• **Activity**: Please copy the lines below exactly, from the first one through the line showing "in a self-describing".

[Source data]
----

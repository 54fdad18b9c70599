// sy - typed protobuf envelope serialization
// Copyright Bitdrift, Inc. All rights reserved.
//
// Use of this source code is governed by a source available license that can be found in the
// LICENSE file or at:
// https://polyformproject.org/wp-content/uploads/2020/06/PolyForm-Shield-1.0.0.txt

//! Converts typed values to and from protobuf, and wraps the result in a self-describing
//! envelope so that a receiver can find the right type from the bytes alone.
//!
//! # Module organization
//!
//! - [`contract`] - The [`Serializable`] trait every convertible type implements
//! - [`wrapper`] - Adapters for foreign types that cannot implement the contract
//! - [`registry`] - Tag and schema lookup used when decoding
//! - [`envelope`] - The `DataMessage` wire envelope
//! - [`dispatch`] - `serialize` / `deserialize` entry points
//! - [`builtin`] - Wrappers for standard types
//! - [`config`] - Registry configuration

pub mod builtin;
pub mod config;
pub mod contract;
pub mod dispatch;
pub mod envelope;
mod error;
mod global;
pub mod registry;
pub mod wrapper;

#[cfg(test)]
#[ctor::ctor]
fn test_global_init() {
  sy_test_helpers::test_global_init();
}

pub use config::{AmbiguityPolicy, Config};
pub use contract::{Serializable, UNNAMED, WrappedType, is_wrapper};
pub use dispatch::{
  Deserialized,
  SerializableExt,
  SerializeMode,
  Serialized,
  deserialize,
  deserialize_as,
  deserialize_proto,
  serialize,
};
pub use envelope::Envelope;
pub use error::{Error, Result};
pub use global::{deserialize_global, global, initialize_global, register, register_wrapper};
pub use registry::{RegistryEntry, SchemaBinding, TypeRegistry};
pub use wrapper::{
  Wrapper,
  foreign_from_proto,
  foreign_to_bytes,
  foreign_to_proto,
  serialize_foreign,
};
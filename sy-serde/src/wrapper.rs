// sy - typed protobuf envelope serialization
// Copyright Bitdrift, Inc. All rights reserved.
//
// Use of this source code is governed by a source available license that can be found in the
// LICENSE file or at:
// https://polyformproject.org/wp-content/uploads/2020/06/PolyForm-Shield-1.0.0.txt

#[cfg(test)]
#[path = "./wrapper_test.rs"]
mod tests;

use crate::contract::{Serializable, WrappedType};
use crate::dispatch::{SerializeMode, Serialized, serialize};
use crate::{Error, Result};
use bytes::Bytes;

//
// Wrapper
//

/// Teaches the registry how to serialize a type that cannot implement [`Serializable`] itself,
/// typically because it is defined in another crate.
///
/// A wrapper value only exists for the duration of a single conversion. It is built from the
/// foreign value right before encoding and unwrapped right after decoding, so nothing outside
/// of this crate ever holds one. Implementations must also override
/// [`Serializable::wrapped_type`] to return `WrappedType::of::<Self::Foreign>()`.
pub trait Wrapper: Serializable {
  type Foreign: Send + 'static;

  fn wrap(value: &Self::Foreign) -> Self;

  fn into_foreign(self) -> Self::Foreign;
}

/// Serializes a foreign value through its wrapper `W`. The envelope tag is the wrapper's tag.
pub fn serialize_foreign<W: Wrapper>(
  value: &W::Foreign,
  mode: SerializeMode,
) -> Result<Serialized<W::Schema>> {
  serialize(&W::wrap(value), mode)
}

pub fn foreign_to_proto<W: Wrapper>(value: &W::Foreign) -> Result<W::Schema> {
  serialize_foreign::<W>(value, SerializeMode::AS_SCHEMA_OBJECT)?.into_proto()
}

pub fn foreign_to_bytes<W: Wrapper>(value: &W::Foreign) -> Result<Bytes> {
  serialize_foreign::<W>(value, SerializeMode::AS_BYTES)?.into_bytes()
}

/// Reconstructs a foreign value from its wrapper's schema object.
pub fn foreign_from_proto<W: Wrapper>(payload: W::Schema) -> Result<W::Foreign> {
  W::from_payload(payload).map(W::into_foreign)
}

// Checks that W declares the same foreign type through the contract as it does through the
// trait. A mismatch would make the registry advertise a type that deserialize never returns.
pub(crate) fn validate<W: Wrapper>() -> Result<WrappedType> {
  let declared = W::wrapped_type().map_err(|e| Error::InvalidWrapper {
    type_name: W::type_name(),
    reason: format!("wrapped_type is required for wrappers: {e}"),
  })?;

  if !declared.is::<W::Foreign>() {
    return Err(Error::InvalidWrapper {
      type_name: W::type_name(),
      reason: format!(
        "wrapped_type returns {} but the wrapper converts {}",
        declared.type_name(),
        std::any::type_name::<W::Foreign>()
      ),
    });
  }

  Ok(declared)
}
// sy - typed protobuf envelope serialization
// Copyright Bitdrift, Inc. All rights reserved.
//
// Use of this source code is governed by a source available license that can be found in the
// LICENSE file or at:
// https://polyformproject.org/wp-content/uploads/2020/06/PolyForm-Shield-1.0.0.txt

use super::{
  SerializableExt,
  SerializeMode,
  Serialized,
  deserialize,
  deserialize_as,
  deserialize_proto,
  serialize,
};
use crate::config::Config;
use crate::envelope::Envelope;
use crate::registry::TypeRegistry;
use crate::test::{
  Account,
  Caption,
  Coordinates,
  CoordinatesWrapper,
  Point,
  Tag,
  Unfinished,
  account,
  point_field,
};
use crate::wrapper::foreign_to_bytes;
use crate::{Error, Serializable};
use assert_matches::assert_matches;
use pretty_assertions::assert_eq;
use protobuf::Message;
use rstest::rstest;
use sy_proto::protos::testing::fixtures::{Account as AccountProto, Label, Point as PointProto};

fn registry() -> TypeRegistry {
  let registry = TypeRegistry::new(&Config {
    builtin_wrappers: false,
    ..Default::default()
  });
  registry.register::<Point>().unwrap();
  registry.register::<Account>().unwrap();
  registry.register_wrapper::<CoordinatesWrapper>().unwrap();
  registry
}

#[test]
fn wrapper_and_native_type_resolve_side_by_side() {
  let registry = registry();

  assert!(registry.ambiguous_schemas().is_empty());
  assert!(registry.resolve("pkg.Point").is_ok());
  assert!(registry.resolve("pkg.Coordinates").is_ok());
}

#[test]
fn point_envelope_is_byte_exact() {
  let bytes = serialize(&Point { x: 1, y: 2 }, SerializeMode::AS_BYTES)
    .unwrap()
    .into_bytes()
    .unwrap();

  let mut expected = vec![0x0a, 9];
  expected.extend_from_slice(b"pkg.Point");
  expected.extend_from_slice(&[0x12, 4, 0x08, 0x01, 0x10, 0x02]);
  assert_eq!(bytes.to_vec(), expected);

  let deserialized = deserialize(&registry(), &bytes).unwrap();
  assert_eq!(deserialized.type_tag(), "pkg.Point");
  assert!(deserialized.is::<Point>());
  assert_eq!(deserialized.downcast::<Point>().unwrap(), Point { x: 1, y: 2 });
}

#[test]
fn round_trip() {
  let registry = registry();

  let account = account();
  assert_eq!(
    deserialize_as::<Account>(&registry, &account.to_bytes().unwrap()).unwrap(),
    account
  );

  let point = Point { x: i64::MIN, y: i64::MAX };
  assert_eq!(
    deserialize_as::<Point>(&registry, &point.binary().unwrap()).unwrap(),
    point
  );

  // All fields at their default values encode to an empty payload.
  let origin = Point { x: 0, y: 0 };
  let bytes = origin.to_bytes().unwrap();
  assert!(Envelope::decode(&bytes).unwrap().content().is_empty());
  assert_eq!(deserialize_as::<Point>(&registry, &bytes).unwrap(), origin);
}

#[test]
fn tag_fidelity() {
  let bytes = account().to_bytes().unwrap();
  let envelope = Envelope::decode(&bytes).unwrap();

  assert_eq!(envelope.type_tag(), "pkg.Account");
  assert_eq!(
    registry().resolve(envelope.type_tag()).unwrap().type_tag(),
    "pkg.Account"
  );
}

#[rstest]
#[case(SerializeMode::AS_SCHEMA_OBJECT | SerializeMode::AS_BYTES)]
#[case(SerializeMode::AS_BYTES | SerializeMode::AS_SCHEMA_OBJECT)]
#[case(SerializeMode { as_schema_object: true, as_bytes: true })]
fn schema_object_takes_priority(#[case] mode: SerializeMode) {
  let point = Point { x: 1, y: 2 };

  for _ in 0 .. 3 {
    assert_eq!(
      serialize(&point, mode).unwrap(),
      Serialized::Proto(point.to_proto().unwrap())
    );
  }
}

#[test]
fn no_mode() {
  assert!(SerializeMode::NONE.is_empty());
  assert!(SerializeMode::default().is_empty());
  assert_matches!(
    serialize(&Point { x: 1, y: 2 }, SerializeMode::NONE),
    Err(Error::NoModeSpecified)
  );
}

#[test]
fn unimplemented_type_cannot_be_serialized() {
  assert_matches!(
    serialize(&Unfinished, SerializeMode::AS_BYTES),
    Err(Error::NotImplemented {
      type_name: "pkg.Unfinished",
      method: "to_payload"
    })
  );
  assert_matches!(
    Unfinished.to_proto(),
    Err(Error::NotImplemented { .. })
  );
}

#[test]
fn shorthands() {
  let point = Point { x: 7, y: 8 };
  let proto = PointProto {
    x: 7,
    y: 8,
    ..Default::default()
  };

  assert_eq!(point.to_proto().unwrap(), proto);
  assert_eq!(point.proto().unwrap(), proto);
  assert_eq!(point.to_bytes().unwrap(), point.binary().unwrap());

  assert_matches!(
    serialize(&point, SerializeMode::AS_BYTES).unwrap().into_proto(),
    Err(Error::TypeMismatch { .. })
  );
  assert_matches!(
    serialize(&point, SerializeMode::AS_SCHEMA_OBJECT)
      .unwrap()
      .into_bytes(),
    Err(Error::TypeMismatch { .. })
  );
  assert_eq!(Serialized::<PointProto>::Bytes(bytes::Bytes::new()).kind(), "bytes");
}

#[test]
fn unknown_type() {
  let bytes = Envelope::new("pkg.Elsewhere", Vec::new()).encode().unwrap();

  assert_matches!(
    deserialize(&registry(), &bytes),
    Err(Error::UnknownType { type_tag }) if type_tag == "pkg.Elsewhere"
  );
}

#[test]
fn ambiguous_type_still_encodes() {
  let registry = registry();
  registry.register::<Tag>().unwrap();
  registry.register::<Caption>().unwrap();

  let tag_bytes = Tag("a".to_string()).to_bytes().unwrap();
  let caption_bytes = Caption("a".to_string()).to_bytes().unwrap();
  assert_eq!(
    Envelope::decode(&tag_bytes).unwrap().content(),
    Envelope::decode(&caption_bytes).unwrap().content()
  );

  assert_matches!(
    deserialize(&registry, &tag_bytes),
    Err(Error::AmbiguousType { .. })
  );
  assert_matches!(
    deserialize(&registry, &caption_bytes),
    Err(Error::AmbiguousType { .. })
  );
  assert_matches!(
    deserialize_proto(
      &registry,
      &Label {
        text: "a".to_string(),
        ..Default::default()
      }
    ),
    Err(Error::AmbiguousSchema { .. })
  );
}

#[rstest]
#[case::garbage(b"not an envelope".to_vec())]
#[case::truncated(vec![0x0a, 0x09, b'p', b'k', b'g'])]
#[case::empty(Vec::new())]
fn malformed_envelope(#[case] data: Vec<u8>) {
  assert_matches!(
    deserialize(&registry(), &data),
    Err(Error::MalformedEnvelope(_))
  );
}

#[test]
fn malformed_payload() {
  let bytes = Envelope::new("pkg.Point", vec![0x08]).encode().unwrap();

  assert_matches!(
    deserialize(&registry(), &bytes),
    Err(Error::MalformedPayload { .. })
  );
}

#[test]
fn envelope_size_limit() {
  let registry = TypeRegistry::new(&Config {
    max_envelope_size: Some(8),
    ..Default::default()
  });
  registry.register::<Point>().unwrap();

  let bytes = Point { x: 1, y: 2 }.to_bytes().unwrap();
  assert_matches!(
    deserialize(&registry, &bytes),
    Err(Error::EnvelopeTooLarge { limit: 8, .. })
  );
}

#[test]
fn wrong_downcast() {
  let bytes = Point { x: 1, y: 2 }.to_bytes().unwrap();

  assert_matches!(
    deserialize_as::<Account>(&registry(), &bytes),
    Err(Error::TypeMismatch { actual, .. }) if actual == "pkg.Point"
  );

  let deserialized = deserialize(&registry(), &bytes).unwrap();
  assert!(deserialized.downcast_ref::<Account>().is_none());
  assert!(format!("{deserialized:?}").contains("pkg.Point"));
  assert!(deserialized.into_any().is::<Point>());
}

#[test]
fn foreign_values_come_back_unwrapped() {
  let coordinates = Coordinates { lat: 3, lon: 4 };
  let bytes = foreign_to_bytes::<CoordinatesWrapper>(&coordinates).unwrap();

  let deserialized = deserialize(&registry(), &bytes).unwrap();
  assert_eq!(deserialized.type_tag(), "pkg.Coordinates");
  assert!(!deserialized.is::<CoordinatesWrapper>());
  assert_eq!(deserialized.downcast::<Coordinates>().unwrap(), coordinates);
}

#[test]
fn from_schema_object() {
  let proto = AccountProto {
    name: "grace".to_string(),
    roles: vec!["reader".to_string()],
    home: point_field(1, 1),
    ..Default::default()
  };

  let deserialized = deserialize_proto(&registry(), &proto).unwrap();
  assert_eq!(deserialized.type_tag(), "pkg.Account");
  assert_eq!(
    deserialized.downcast::<Account>().unwrap(),
    Account {
      name: "grace".to_string(),
      id: Vec::new(),
      roles: vec!["reader".to_string()],
      home: Some(Point { x: 1, y: 1 }),
    }
  );

  assert_eq!(
    proto.write_to_bytes().unwrap(),
    Envelope::decode(
      &Account::from_payload(proto.clone())
        .unwrap()
        .to_bytes()
        .unwrap()
    )
    .unwrap()
    .content()
    .to_vec()
  );
}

----

• **Response box**:
repository 54fdad18b9c70599
// sy - typed protobuf envelope serialization
// Copyright Bitdrift, Inc. All rights reserved.
//
// Use of this source code is governed by a source available license that can be found in the
// LICENSE file or at:
// https://polyformproject.org/wp-content/uploads/2020/06/PolyForm-Shield-1.0.0.txt

//! Converts typed values to and from protobuf, and wraps the result in a self-describing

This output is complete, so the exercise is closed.